What the task requires → Tally every line of the records below that includes "Print", and reply with the total alone.

(Collected data entries)
# # # # # # #

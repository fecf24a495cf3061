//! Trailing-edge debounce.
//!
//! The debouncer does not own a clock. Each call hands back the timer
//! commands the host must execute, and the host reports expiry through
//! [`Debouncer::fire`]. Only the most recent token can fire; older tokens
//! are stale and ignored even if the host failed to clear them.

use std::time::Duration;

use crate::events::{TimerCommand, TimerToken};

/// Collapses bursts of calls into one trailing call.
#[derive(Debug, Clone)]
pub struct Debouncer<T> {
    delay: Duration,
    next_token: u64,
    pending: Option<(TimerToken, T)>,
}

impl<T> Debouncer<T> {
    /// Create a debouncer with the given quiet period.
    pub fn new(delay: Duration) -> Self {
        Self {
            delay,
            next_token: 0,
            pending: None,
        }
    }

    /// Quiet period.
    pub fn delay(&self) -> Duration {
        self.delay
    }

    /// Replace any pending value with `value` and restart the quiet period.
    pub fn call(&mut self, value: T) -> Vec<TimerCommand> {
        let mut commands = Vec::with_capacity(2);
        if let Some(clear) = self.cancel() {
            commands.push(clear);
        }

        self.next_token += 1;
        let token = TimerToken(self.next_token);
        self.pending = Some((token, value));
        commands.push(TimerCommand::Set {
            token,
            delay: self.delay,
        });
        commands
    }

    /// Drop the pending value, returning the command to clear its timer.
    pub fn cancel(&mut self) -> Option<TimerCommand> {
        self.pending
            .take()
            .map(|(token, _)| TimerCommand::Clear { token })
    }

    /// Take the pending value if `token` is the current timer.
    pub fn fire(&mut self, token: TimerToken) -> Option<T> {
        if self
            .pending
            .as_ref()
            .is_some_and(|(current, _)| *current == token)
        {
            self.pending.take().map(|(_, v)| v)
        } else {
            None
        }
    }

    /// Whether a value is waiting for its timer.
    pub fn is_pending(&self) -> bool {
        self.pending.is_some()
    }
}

# # # # # # #

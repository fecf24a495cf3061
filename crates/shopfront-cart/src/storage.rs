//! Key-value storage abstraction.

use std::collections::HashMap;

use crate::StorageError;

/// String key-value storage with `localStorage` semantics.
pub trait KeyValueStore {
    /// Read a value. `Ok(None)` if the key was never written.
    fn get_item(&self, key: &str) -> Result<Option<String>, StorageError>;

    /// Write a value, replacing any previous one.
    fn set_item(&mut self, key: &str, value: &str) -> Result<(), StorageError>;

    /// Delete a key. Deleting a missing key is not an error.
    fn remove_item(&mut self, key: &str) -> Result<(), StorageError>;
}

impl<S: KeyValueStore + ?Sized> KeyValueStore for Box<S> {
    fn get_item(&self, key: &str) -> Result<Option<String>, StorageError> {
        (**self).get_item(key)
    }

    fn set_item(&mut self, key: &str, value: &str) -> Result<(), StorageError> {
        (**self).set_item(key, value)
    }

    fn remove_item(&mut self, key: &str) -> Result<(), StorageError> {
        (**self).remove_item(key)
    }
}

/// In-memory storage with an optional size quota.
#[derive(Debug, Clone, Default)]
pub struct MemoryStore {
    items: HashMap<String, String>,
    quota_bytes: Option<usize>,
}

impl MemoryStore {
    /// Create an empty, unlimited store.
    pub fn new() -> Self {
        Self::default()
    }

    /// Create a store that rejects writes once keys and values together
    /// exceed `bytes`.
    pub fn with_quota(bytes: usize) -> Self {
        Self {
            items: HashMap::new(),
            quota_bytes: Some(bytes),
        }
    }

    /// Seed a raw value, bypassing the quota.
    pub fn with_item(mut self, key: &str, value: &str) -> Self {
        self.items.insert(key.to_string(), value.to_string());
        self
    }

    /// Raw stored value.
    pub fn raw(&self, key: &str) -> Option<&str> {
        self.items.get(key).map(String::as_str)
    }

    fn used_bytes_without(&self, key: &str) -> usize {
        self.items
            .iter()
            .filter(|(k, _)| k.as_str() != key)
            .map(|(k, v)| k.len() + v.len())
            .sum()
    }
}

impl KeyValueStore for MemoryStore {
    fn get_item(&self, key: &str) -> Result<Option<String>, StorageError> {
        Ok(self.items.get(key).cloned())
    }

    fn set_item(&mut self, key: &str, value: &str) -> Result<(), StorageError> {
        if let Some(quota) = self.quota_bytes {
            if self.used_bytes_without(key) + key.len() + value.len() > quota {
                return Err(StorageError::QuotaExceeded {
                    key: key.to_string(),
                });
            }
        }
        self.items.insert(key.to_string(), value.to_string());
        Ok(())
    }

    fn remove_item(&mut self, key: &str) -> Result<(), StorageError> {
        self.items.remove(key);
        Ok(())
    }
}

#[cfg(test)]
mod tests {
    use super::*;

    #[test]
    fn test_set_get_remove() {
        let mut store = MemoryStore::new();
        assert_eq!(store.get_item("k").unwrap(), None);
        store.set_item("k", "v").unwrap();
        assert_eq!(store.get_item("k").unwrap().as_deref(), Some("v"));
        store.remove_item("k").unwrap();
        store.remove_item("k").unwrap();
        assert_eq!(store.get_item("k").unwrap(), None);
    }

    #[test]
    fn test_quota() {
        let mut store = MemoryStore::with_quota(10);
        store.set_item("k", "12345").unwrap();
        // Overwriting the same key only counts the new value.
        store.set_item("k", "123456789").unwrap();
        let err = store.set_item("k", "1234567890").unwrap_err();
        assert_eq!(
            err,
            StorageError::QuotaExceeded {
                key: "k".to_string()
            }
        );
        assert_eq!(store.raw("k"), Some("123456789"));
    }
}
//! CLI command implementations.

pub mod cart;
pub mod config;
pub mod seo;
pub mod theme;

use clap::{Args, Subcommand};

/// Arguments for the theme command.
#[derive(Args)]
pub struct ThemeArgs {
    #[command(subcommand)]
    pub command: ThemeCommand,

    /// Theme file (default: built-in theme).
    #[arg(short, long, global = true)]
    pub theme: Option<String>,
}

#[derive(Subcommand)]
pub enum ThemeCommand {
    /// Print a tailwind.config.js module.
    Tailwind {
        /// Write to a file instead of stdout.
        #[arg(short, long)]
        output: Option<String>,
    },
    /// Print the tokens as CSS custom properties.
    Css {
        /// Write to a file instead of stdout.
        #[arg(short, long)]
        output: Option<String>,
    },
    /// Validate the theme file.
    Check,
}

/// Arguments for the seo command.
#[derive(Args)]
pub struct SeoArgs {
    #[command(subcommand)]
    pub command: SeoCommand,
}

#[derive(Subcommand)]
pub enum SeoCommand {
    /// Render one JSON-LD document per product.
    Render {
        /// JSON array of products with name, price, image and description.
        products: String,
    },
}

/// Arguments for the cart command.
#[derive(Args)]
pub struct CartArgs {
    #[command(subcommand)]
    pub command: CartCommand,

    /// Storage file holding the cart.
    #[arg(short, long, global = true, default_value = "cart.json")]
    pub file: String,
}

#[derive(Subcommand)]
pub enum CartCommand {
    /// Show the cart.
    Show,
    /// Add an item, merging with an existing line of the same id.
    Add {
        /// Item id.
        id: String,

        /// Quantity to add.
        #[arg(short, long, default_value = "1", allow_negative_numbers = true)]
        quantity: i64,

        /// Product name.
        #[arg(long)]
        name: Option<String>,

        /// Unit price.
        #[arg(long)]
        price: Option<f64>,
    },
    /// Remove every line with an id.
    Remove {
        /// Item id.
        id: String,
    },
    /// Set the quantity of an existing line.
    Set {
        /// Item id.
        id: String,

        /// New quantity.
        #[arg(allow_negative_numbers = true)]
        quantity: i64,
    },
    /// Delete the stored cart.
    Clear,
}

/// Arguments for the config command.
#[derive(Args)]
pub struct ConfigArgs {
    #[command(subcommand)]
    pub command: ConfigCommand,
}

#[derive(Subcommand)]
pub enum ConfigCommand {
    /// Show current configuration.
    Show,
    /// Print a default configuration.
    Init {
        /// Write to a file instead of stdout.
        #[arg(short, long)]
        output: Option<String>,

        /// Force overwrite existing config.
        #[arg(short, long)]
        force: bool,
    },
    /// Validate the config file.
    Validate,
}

# # # # # # #

Task result → 3